*** Opening of LISTED ENTRIES ***
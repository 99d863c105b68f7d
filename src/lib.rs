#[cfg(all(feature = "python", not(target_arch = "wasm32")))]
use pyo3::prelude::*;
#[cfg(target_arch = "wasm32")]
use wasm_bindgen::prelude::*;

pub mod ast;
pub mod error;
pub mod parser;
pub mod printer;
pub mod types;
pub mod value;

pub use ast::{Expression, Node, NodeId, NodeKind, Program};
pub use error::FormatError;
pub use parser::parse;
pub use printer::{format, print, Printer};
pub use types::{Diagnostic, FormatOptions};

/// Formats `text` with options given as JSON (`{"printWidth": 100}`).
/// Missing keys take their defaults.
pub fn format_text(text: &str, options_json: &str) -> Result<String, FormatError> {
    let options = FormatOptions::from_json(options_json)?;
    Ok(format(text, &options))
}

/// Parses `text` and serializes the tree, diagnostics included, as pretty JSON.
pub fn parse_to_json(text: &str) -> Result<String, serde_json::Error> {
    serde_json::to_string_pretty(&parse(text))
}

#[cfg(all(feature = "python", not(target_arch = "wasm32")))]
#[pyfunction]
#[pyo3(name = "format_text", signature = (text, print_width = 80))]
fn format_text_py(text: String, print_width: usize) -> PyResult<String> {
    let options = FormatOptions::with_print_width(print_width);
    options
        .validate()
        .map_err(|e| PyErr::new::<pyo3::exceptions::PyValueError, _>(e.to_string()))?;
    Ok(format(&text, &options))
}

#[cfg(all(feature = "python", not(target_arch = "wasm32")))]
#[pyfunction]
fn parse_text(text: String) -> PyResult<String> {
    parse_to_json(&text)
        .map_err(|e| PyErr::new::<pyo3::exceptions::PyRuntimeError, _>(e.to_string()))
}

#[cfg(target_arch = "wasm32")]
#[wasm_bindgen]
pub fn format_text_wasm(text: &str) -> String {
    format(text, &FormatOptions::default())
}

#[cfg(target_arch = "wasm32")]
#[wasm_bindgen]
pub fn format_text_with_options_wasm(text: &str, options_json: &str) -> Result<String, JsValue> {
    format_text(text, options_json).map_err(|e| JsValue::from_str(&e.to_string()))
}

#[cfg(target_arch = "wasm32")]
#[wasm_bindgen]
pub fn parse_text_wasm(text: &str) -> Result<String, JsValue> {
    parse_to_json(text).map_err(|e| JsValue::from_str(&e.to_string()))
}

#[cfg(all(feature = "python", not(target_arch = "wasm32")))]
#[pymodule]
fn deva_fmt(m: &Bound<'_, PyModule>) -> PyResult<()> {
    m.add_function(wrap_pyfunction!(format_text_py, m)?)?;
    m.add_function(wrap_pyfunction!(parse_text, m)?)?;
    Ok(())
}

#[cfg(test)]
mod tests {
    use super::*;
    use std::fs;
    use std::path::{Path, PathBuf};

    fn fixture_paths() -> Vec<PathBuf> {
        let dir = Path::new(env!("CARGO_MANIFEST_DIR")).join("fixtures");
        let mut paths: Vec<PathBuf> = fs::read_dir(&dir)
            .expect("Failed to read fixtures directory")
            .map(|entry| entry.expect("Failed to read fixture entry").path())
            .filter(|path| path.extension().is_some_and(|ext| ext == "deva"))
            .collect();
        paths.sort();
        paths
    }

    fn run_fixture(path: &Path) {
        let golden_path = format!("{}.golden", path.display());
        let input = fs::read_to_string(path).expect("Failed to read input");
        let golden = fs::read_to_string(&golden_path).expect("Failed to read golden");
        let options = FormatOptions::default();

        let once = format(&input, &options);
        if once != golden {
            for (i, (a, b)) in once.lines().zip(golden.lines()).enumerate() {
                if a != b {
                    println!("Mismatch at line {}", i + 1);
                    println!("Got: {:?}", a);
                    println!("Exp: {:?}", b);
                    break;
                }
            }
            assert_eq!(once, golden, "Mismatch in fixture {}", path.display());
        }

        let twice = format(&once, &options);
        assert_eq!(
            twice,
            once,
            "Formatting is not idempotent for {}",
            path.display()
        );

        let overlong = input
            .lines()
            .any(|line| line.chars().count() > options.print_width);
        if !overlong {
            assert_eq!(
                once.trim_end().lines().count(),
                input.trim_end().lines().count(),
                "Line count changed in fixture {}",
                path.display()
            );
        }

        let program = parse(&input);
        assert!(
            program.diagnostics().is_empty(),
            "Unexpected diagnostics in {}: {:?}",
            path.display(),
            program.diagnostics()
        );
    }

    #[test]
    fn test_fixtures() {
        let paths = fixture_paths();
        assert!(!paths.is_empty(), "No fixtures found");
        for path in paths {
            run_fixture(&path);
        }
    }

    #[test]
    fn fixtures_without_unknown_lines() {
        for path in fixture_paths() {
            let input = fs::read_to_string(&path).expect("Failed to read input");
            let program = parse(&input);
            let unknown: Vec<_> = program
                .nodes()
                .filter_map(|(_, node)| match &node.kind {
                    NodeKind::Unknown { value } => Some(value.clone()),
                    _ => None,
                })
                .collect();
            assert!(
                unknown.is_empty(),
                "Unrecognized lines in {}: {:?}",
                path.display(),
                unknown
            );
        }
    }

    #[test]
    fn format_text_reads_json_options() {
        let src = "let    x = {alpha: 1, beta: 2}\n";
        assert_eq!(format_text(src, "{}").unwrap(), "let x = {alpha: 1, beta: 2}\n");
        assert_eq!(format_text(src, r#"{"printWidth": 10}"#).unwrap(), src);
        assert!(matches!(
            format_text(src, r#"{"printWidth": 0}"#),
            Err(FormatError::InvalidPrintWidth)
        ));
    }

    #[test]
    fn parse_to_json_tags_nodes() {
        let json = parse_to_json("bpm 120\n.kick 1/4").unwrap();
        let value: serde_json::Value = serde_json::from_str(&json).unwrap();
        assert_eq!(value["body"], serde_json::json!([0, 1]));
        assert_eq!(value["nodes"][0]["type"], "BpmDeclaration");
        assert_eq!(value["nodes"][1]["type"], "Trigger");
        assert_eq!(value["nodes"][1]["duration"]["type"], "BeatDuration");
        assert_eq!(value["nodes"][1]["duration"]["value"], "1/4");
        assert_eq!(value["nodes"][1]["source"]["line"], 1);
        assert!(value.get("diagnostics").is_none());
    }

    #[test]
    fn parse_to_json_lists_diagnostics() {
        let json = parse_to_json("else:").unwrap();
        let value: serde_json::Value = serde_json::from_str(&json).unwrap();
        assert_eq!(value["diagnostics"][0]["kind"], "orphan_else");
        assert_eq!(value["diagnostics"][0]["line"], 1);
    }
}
*** Close of LISTED ENTRIES ***
EXERCISE BRIEF:
Every record, from top to bottom, must be transcribed exactly.

PROBLEM SOLUTION:
repository 99d863c105b68f7d
filename src/lib.rs
#[cfg(all(feature = "python", not(target_arch = "wasm32")))]
use pyo3::prelude::*;
#[cfg(target_arch = "wasm32")]
use wasm_bindgen::prelude::*;

pub mod ast;
pub mod error;
pub mod parser;
pub mod printer;
pub mod types;
pub mod value;

pub use ast::{Expression, Node, NodeId, NodeKind, Program};
pub use error::FormatError;
pub use parser::parse;
pub use printer::{format, print, Printer};
pub use types::{Diagnostic, FormatOptions};

/// Formats `text` with options given as JSON (`{"printWidth": 100}`).
/// Missing keys take their defaults.
pub fn format_text(text: &str, options_json: &str) -> Result<String, FormatError> {
    let options = FormatOptions::from_json(options_json)?;
    Ok(format(text, &options))
}

/// Parses `text` and serializes the tree, diagnostics included, as pretty JSON.
pub fn parse_to_json(text: &str) -> Result<String, serde_json::Error> {
    serde_json::to_string_pretty(&parse(text))
}

#[cfg(all(feature = "python", not(target_arch = "wasm32")))]
#[pyfunction]
#[pyo3(name = "format_text", signature = (text, print_width = 80))]
fn format_text_py(text: String, print_width: usize) -> PyResult<String> {
    let options = FormatOptions::with_print_width(print_width);
    options
        .validate()
        .map_err(|e| PyErr::new::<pyo3::exceptions::PyValueError, _>(e.to_string()))?;
    Ok(format(&text, &options))
}

#[cfg(all(feature = "python", not(target_arch = "wasm32")))]
#[pyfunction]
fn parse_text(text: String) -> PyResult<String> {
    parse_to_json(&text)
        .map_err(|e| PyErr::new::<pyo3::exceptions::PyRuntimeError, _>(e.to_string()))
}

#[cfg(target_arch = "wasm32")]
#[wasm_bindgen]
pub fn format_text_wasm(text: &str) -> String {
    format(text, &FormatOptions::default())
}

#[cfg(target_arch = "wasm32")]
#[wasm_bindgen]
pub fn format_text_with_options_wasm(text: &str, options_json: &str) -> Result<String, JsValue> {
    format_text(text, options_json).map_err(|e| JsValue::from_str(&e.to_string()))
}

#[cfg(target_arch = "wasm32")]
#[wasm_bindgen]
pub fn parse_text_wasm(text: &str) -> Result<String, JsValue> {
    parse_to_json(text).map_err(|e| JsValue::from_str(&e.to_string()))
}

#[cfg(all(feature = "python", not(target_arch = "wasm32")))]
#[pymodule]
fn deva_fmt(m: &Bound<'_, PyModule>) -> PyResult<()> {
    m.add_function(wrap_pyfunction!(format_text_py, m)?)?;
    m.add_function(wrap_pyfunction!(parse_text, m)?)?;
    Ok(())
}

#[cfg(test)]
mod tests {
    use super::*;
    use std::fs;
    use std::path::{Path, PathBuf};

    fn fixture_paths() -> Vec<PathBuf> {
        let dir = Path::new(env!("CARGO_MANIFEST_DIR")).join("fixtures");
        let mut paths: Vec<PathBuf> = fs::read_dir(&dir)
            .expect("Failed to read fixtures directory")
            .map(|entry| entry.expect("Failed to read fixture entry").path())
            .filter(|path| path.extension().is_some_and(|ext| ext == "deva"))
            .collect();
        paths.sort();
        paths
    }

    fn run_fixture(path: &Path) {
        let golden_path = format!("{}.golden", path.display());
        let input = fs::read_to_string(path).expect("Failed to read input");
        let golden = fs::read_to_string(&golden_path).expect("Failed to read golden");
        let options = FormatOptions::default();

        let once = format(&input, &options);
        if once != golden {
            for (i, (a, b)) in once.lines().zip(golden.lines()).enumerate() {
                if a != b {
                    println!("Mismatch at line {}", i + 1);
                    println!("Got: {:?}", a);
                    println!("Exp: {:?}", b);
                    break;
                }
            }
            assert_eq!(once, golden, "Mismatch in fixture {}", path.display());
        }

        let twice = format(&once, &options);
        assert_eq!(
            twice,
            once,
            "Formatting is not idempotent for {}",
            path.display()
        );

        let overlong = input
            .lines()
            .any(|line| line.chars().count() > options.print_width);
        if !overlong {
            assert_eq!(
                once.trim_end().lines().count(),
                input.trim_end().lines().count(),
                "Line count changed in fixture {}",
                path.display()
            );
        }

        let program = parse(&input);
        assert!(
            program.diagnostics().is_empty(),
            "Unexpected diagnostics in {}: {:?}",
            path.display(),
            program.diagnostics()
        );
    }

    #[test]
    fn test_fixtures() {
        let paths = fixture_paths();
        assert!(!paths.is_empty(), "No fixtures found");
        for path in paths {
            run_fixture(&path);
        }
    }

    #[test]
    fn fixtures_without_unknown_lines() {
        for path in fixture_paths() {
            let input = fs::read_to_string(&path).expect("Failed to read input");
            let program = parse(&input);
            let unknown: Vec<_> = program
                .nodes()
                .filter_map(|(_, node)| match &node.kind {
                    NodeKind::Unknown { value } => Some(value.clone()),
                    _ => None,
                })
                .collect();
            assert!(
                unknown.is_empty(),
                "Unrecognized lines in {}: {:?}",
                path.display(),
                unknown
            );
        }
    }

    #[test]
    fn format_text_reads_json_options() {
        let src = "let    x = {alpha: 1, beta: 2}\n";
        assert_eq!(format_text(src, "{}").unwrap(), "let x = {alpha: 1, beta: 2}\n");
        assert_eq!(format_text(src, r#"{"printWidth": 10}"#).unwrap(), src);
        assert!(matches!(
            format_text(src, r#"{"printWidth": 0}"#),
            Err(FormatError::InvalidPrintWidth)
        ));
    }

    #[test]
    fn parse_to_json_tags_nodes() {
        let json = parse_to_json("bpm 120\n.kick 1/4").unwrap();
        let value: serde_json::Value = serde_json::from_str(&json).unwrap();
        assert_eq!(value["body"], serde_json::json!([0, 1]));
        assert_eq!(value["nodes"][0]["type"], "BpmDeclaration");
        assert_eq!(value["nodes"][1]["type"], "Trigger");
        assert_eq!(value["nodes"][1]["duration"]["type"], "BeatDuration");
        assert_eq!(value["nodes"][1]["duration"]["value"], "1/4");
        assert_eq!(value["nodes"][1]["source"]["line"], 1);
        assert!(value.get("diagnostics").is_none());
    }

    #[test]
    fn parse_to_json_lists_diagnostics() {
        let json = parse_to_json("else:").unwrap();
        let value: serde_json::Value = serde_json::from_str(&json).unwrap();
        assert_eq!(value["diagnostics"][0]["kind"], "orphan_else");
        assert_eq!(value["diagnostics"][0]["line"], 1);
    }
}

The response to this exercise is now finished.